Machado Joseph Disease (MJD) is an incurable illness. Even though it's rare in Australia, it can be found in several remote Indigenous communities. In fact, remote communities in the Northern Territory now have the highest rates of MJD worldwide.
“It’s a cruel disease, it affects people’s muscles... it affects your speech, your mobility, swallowing, eyesight and continence,” health worker and MJD sufferer Julie Wunungmurra says.
The condition causes nerve cells to die prematurely. It leads to muscular weakness which eventually progresses to a total lack of voluntary control. Sufferers end up wheelchair-bound with significant permanent physical disabilities.
Because MJD is a condition mostly found in remote pockets of Northern Australia, many people, including health workers, don't know much about it.“You go to doctors and you talk to them about MJD and they don't know about this disease, and then you go and see another doctor and no one knows about it,” Ms Wunungmurra says.
The panel at the MJD Online E-learning Module launch shared their experiences with the disease as well as worrying statistics. Source: NITV News/Elliana Lawford
But now, a new online eLearning module has been developed to create awareness of the disease, so sufferers can enjoy a better service delivery.
“Because MJD is an extremely rare condition … and it's not seen particularly widely outside the Indigenous communities, most health professionals would not be familiar with it and they certainly wouldn't have had any coverage of this in their basic training,” Doctor Tony Austin from Remote Area Health Corps says.
“When we recruit health professionals to come and work in the Territory either as part of the permanent workforce, or part of the locum force, we will be directing them to this online module and saying, 'guys, if you're working in these areas where there is a prevalence of this disease, you need to be across this information'.”
The eLearning module, developed by Remote Area Health Corps (RAHC) and the MJD Foundation, is an interactive MJD explainer designed for doctors, nurses, and carers. It can be accessed by anyone anywhere, and remote health workers say it's desperately needed.
“Because often with rare conditions there is a delay in diagnosis, people think of everything else but, and so they go down the wrong paths, they make the wrong investigations, or they start inappropriate treatments and that delays the patient from getting the care that really will be useful to them,” Doctor Tony Austin says.
“And so that's why it's important for us to have the module and get people thinking about it and always have in the back of their mind when something isn't adding up that maybe this could be MJD.”
The MJD Foundation has praised the accessibility of the online tool.
“I think especially in remote communities there's so many barriers already to service provision that it's costly. There's a high turnover of staff, so anything that we can do to have a resource that's on tap, that's ready for those new people coming through, I think will benefit everyone,” The MJD Foundation’s Chief Executive, Nadia Lindop says.
“People can also go back to [the module] at any time that they need it, they might know they’re about to see a patient for the first time with MJD and so they can prepare for that."
Sufferers have also welcomed the tool. They hope it helps tackle the emotions that are triggered by the diagnosis.
“The diagnosis affects you a lot emotionally because you’re shamed, and you think, ‘why is it my family that has got this disease?’
“This tool is a good thing, it's an eye opener, it's opening the doors as well so my family and my people can get a lot of support and help,” Ms Wunungmurra says.
About the disease
MJD is an inherited, autosomal dominant disorder. This means MJD sufferers may pass the defective gene on to their children, who will then have a 50% chance of developing the disease.
The gene then mutates when it is passed to the next generation, making the disease harder to manage. Symptoms of the disease appear around 8-10 years earlier, and are more severe.

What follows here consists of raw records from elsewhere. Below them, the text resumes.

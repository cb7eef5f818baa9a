//! Internship placement workflow: applicant status machine, internship term calculator,
//! dual-signature agreement workflow, and idempotent MOA materialization.

pub(crate) mod calls;
pub mod domain;
pub mod error;
pub mod materializer;
pub mod memory;
pub mod notify;
pub mod router;
pub mod service;
pub mod signature;
pub mod status;
pub mod store;
pub mod term;

#[cfg(test)]
mod tests;

pub use domain::{
    AcademyId, Actor, ActorRole, ApplicantRecord, ApplicantRef, ApplicantStatus, ApplicantView,
    CompanyId, DocumentId, InternshipTerm, Interview, JobId, JobPosting, OrganizationProfile,
    Party, Representative, SignatureRecord, Signatures, StudentId, StudentProfile,
};
pub use error::{FailureScope, PlacementError};
pub use materializer::{MoaContent, MoaDocument, MoaKey, MoaKeyStrategy, PartyBlock};
pub use memory::{InMemoryDirectory, InMemoryPlacementStore};
pub use notify::{
    CalendarError, MailError, Mailer, MeetingLinks, NotificationStatus, ShortlistNotice,
};
pub use router::placement_router;
pub use service::{PlacementPorts, PlacementService, PlacementSettings, TransitionOutcome};
pub use signature::SignatureOutcome;
pub use status::{
    plan_transition, InterviewRequest, InvalidTransition, TermRequest, TransitionKind,
    TransitionRequest,
};
pub use store::{
    Collection, Directory, LookupError, MoaInsert, PlacementStore, RepositoryError,
    SignatureWrite,
};
pub use term::{
    compute_end_date, compute_total_hours, derive_term, working_days, DurationSpec,
    DurationSpecError, DurationUnit, HOURS_PER_DAY, REST_DAY,
};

Ms Wunungmurra thinks more awareness will help sufferers realise they are not alone.
“I would like to send a message to the families that are suffering from this disease; you are not alone, we are here to help you and stay strong for longer.”
It is believed the disease entered Australia through trading relationships between the Aboriginal people of Arnhem Land and the Macassan people of Indonesia.

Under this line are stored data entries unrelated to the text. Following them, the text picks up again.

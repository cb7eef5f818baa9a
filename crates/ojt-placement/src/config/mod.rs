use std::env;
use std::fmt;
use std::net::{IpAddr, SocketAddr};
use std::path::PathBuf;
use std::time::Duration;

use crate::workflows::placement::{MoaKeyStrategy, PlacementSettings};

/// Distinguishes runtime behavior for different stages of the service.
#[derive(Debug, Clone, Copy, PartialEq, Eq)]
pub enum AppEnvironment {
    Development,
    Test,
    Production,
}

impl AppEnvironment {
    fn from_str(value: &str) -> Self {
        match value.trim().to_ascii_lowercase().as_str() {
            "prod" | "production" => Self::Production,
            "test" | "ci" => Self::Test,
            _ => Self::Development,
        }
    }
}

/// Top-level configuration for the application.
#[derive(Debug, Clone)]
pub struct AppConfig {
    pub environment: AppEnvironment,
    pub server: ServerConfig,
    pub telemetry: TelemetryConfig,
    pub placement: PlacementSettings,
    /// Optional CSV used to seed the in-memory directory and job board.
    pub directory_csv: Option<PathBuf>,
}

impl AppConfig {
    pub fn load() -> Result<Self, ConfigError> {
        dotenvy::dotenv().ok();

        let environment = AppEnvironment::from_str(
            &env::var("APP_ENV").unwrap_or_else(|_| "development".to_string()),
        );

        let host = env::var("APP_HOST").unwrap_or_else(|_| "127.0.0.1".to_string());
        let port = env::var("APP_PORT")
            .unwrap_or_else(|_| "3000".to_string())
            .parse::<u16>()
            .map_err(|_| ConfigError::InvalidPort)?;

        let log_level = env::var("APP_LOG_LEVEL").unwrap_or_else(|_| "info".to_string());

        let call_timeout = match env::var("PLACEMENT_CALL_TIMEOUT_MS") {
            Ok(raw) => match raw.trim().parse::<u64>() {
                Ok(millis) if millis > 0 => Duration::from_millis(millis),
                _ => return Err(ConfigError::InvalidTimeout { value: raw }),
            },
            Err(_) => PlacementSettings::default().call_timeout,
        };

        let moa_key = match env::var("PLACEMENT_MOA_KEY") {
            Ok(raw) => raw
                .parse::<MoaKeyStrategy>()
                .map_err(|_| ConfigError::InvalidMoaKey { value: raw })?,
            Err(_) => MoaKeyStrategy::default(),
        };

        let directory_csv = env::var("PLACEMENT_DIRECTORY_CSV")
            .ok()
            .filter(|value| !value.trim().is_empty())
            .map(PathBuf::from);

        Ok(Self {
            environment,
            server: ServerConfig { host, port },
            telemetry: TelemetryConfig { log_level },
            placement: PlacementSettings {
                call_timeout,
                moa_key,
            },
            directory_csv,
        })
    }
}

/// Settings controlling the HTTP server binding.
#[derive(Debug, Clone)]
pub struct ServerConfig {
    pub host: String,
    pub port: u16,
}

impl ServerConfig {
    pub fn socket_addr(&self) -> Result<SocketAddr, ConfigError> {
        if self.host.eq_ignore_ascii_case("localhost") {
            return Ok(SocketAddr::new(IpAddr::from([127, 0, 0, 1]), self.port));
        }

        let ip: IpAddr = self
            .host
            .parse()
            .map_err(|source| ConfigError::InvalidHost { source })?;

        Ok(SocketAddr::new(ip, self.port))
    }
}

/// Tracing controls.
#[derive(Debug, Clone)]
pub struct TelemetryConfig {
    pub log_level: String,
}

#[derive(Debug)]
pub enum ConfigError {
    InvalidPort,
    InvalidHost { source: std::net::AddrParseError },
    InvalidTimeout { value: String },
    InvalidMoaKey { value: String },
}

impl fmt::Display for ConfigError {
    fn fmt(&self, f: &mut fmt::Formatter<'_>) -> fmt::Result {
        match self {
            ConfigError::InvalidPort => write!(f, "APP_PORT must be a valid u16"),
            ConfigError::InvalidHost { .. } => {
                write!(f, "APP_HOST must parse to an IPv4 or IPv6 address")
            }
            ConfigError::InvalidTimeout { value } => write!(
                f,
                "PLACEMENT_CALL_TIMEOUT_MS must be a positive number of milliseconds, got '{value}'"
            ),
            ConfigError::InvalidMoaKey { value } => write!(
                f,
                "PLACEMENT_MOA_KEY must be 'ids' or 'names', got '{value}'"
            ),
        }
    }
}

impl std::error::Error for ConfigError {
    fn source(&self) -> Option<&(dyn std::error::Error + 'static)> {
        match self {
            ConfigError::InvalidHost { source } => Some(source),
            ConfigError::InvalidPort
            | ConfigError::InvalidTimeout { .. }
            | ConfigError::InvalidMoaKey { .. } => None,
        }
    }
}

#[cfg(test)]
mod tests {
    use super::*;
    use std::env;
    use std::sync::{Mutex, OnceLock};

    fn env_guard() -> &'static Mutex<()> {
        static GUARD: OnceLock<Mutex<()>> = OnceLock::new();
        GUARD.get_or_init(|| Mutex::new(()))
    }

    fn reset_env() {
        env::remove_var("APP_ENV");
        env::remove_var("APP_HOST");
        env::remove_var("APP_PORT");
        env::remove_var("APP_LOG_LEVEL");
        env::remove_var("PLACEMENT_CALL_TIMEOUT_MS");
        env::remove_var("PLACEMENT_MOA_KEY");
        env::remove_var("PLACEMENT_DIRECTORY_CSV");
    }

    #[test]
    fn load_uses_defaults_when_env_missing() {
        let _lock = env_guard().lock().expect("env mutex poisoned");
        reset_env();
        let config = AppConfig::load().expect("config loads with defaults");
        assert_eq!(config.environment, AppEnvironment::Development);
        assert_eq!(config.server.host, "127.0.0.1");
        assert_eq!(config.server.port, 3000);
        assert_eq!(config.telemetry.log_level, "info");
        assert_eq!(config.placement, PlacementSettings::default());
        assert!(config.directory_csv.is_none());
    }

    #[test]
    fn accepts_localhost_host() {
        let _lock = env_guard().lock().expect("env mutex poisoned");
        reset_env();
        env::set_var("APP_HOST", "localhost");
        let config = AppConfig::load().expect("config loads");
        let addr = config.server.socket_addr().expect("localhost resolves");
        assert_eq!(addr, SocketAddr::new(IpAddr::from([127, 0, 0, 1]), 3000));
        reset_env();
    }

    #[test]
    fn reads_placement_overrides() {
        let _lock = env_guard().lock().expect("env mutex poisoned");
        reset_env();
        env::set_var("PLACEMENT_CALL_TIMEOUT_MS", "250");
        env::set_var("PLACEMENT_MOA_KEY", "ids");
        env::set_var("PLACEMENT_DIRECTORY_CSV", "fixtures/directory.csv");
        let config = AppConfig::load().expect("config loads");
        assert_eq!(config.placement.call_timeout, Duration::from_millis(250));
        assert_eq!(config.placement.moa_key, MoaKeyStrategy::StableIds);
        assert_eq!(
            config.directory_csv,
            Some(PathBuf::from("fixtures/directory.csv"))
        );
        reset_env();
    }

    #[test]
    fn rejects_invalid_placement_values() {
        let _lock = env_guard().lock().expect("env mutex poisoned");
        reset_env();
        env::set_var("PLACEMENT_CALL_TIMEOUT_MS", "soon");
        assert!(matches!(
            AppConfig::load(),
            Err(ConfigError::InvalidTimeout { .. })
        ));

        env::set_var("PLACEMENT_CALL_TIMEOUT_MS", "0");
        assert!(matches!(
            AppConfig::load(),
            Err(ConfigError::InvalidTimeout { .. })
        ));

        env::remove_var("PLACEMENT_CALL_TIMEOUT_MS");
        env::set_var("PLACEMENT_MOA_KEY", "uuid");
        let err = AppConfig::load().expect_err("unknown strategy rejected");
        assert!(err.to_string().contains("PLACEMENT_MOA_KEY"));
        reset_env();
    }
}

There is no known cure for the disease. Life expectancy ranges from the mid-thirties, for those with severe forms of MJD, to a normal life expectancy for those with mild forms. Most sufferers are wheelchair-bound and fully dependent on others within 10-15 years of the first symptoms emerging.
Although it is impossible to predict the number of people who will develop MJD, there are currently around 550 people alive today thought to be “at risk” of developing the disease across Northern Australia.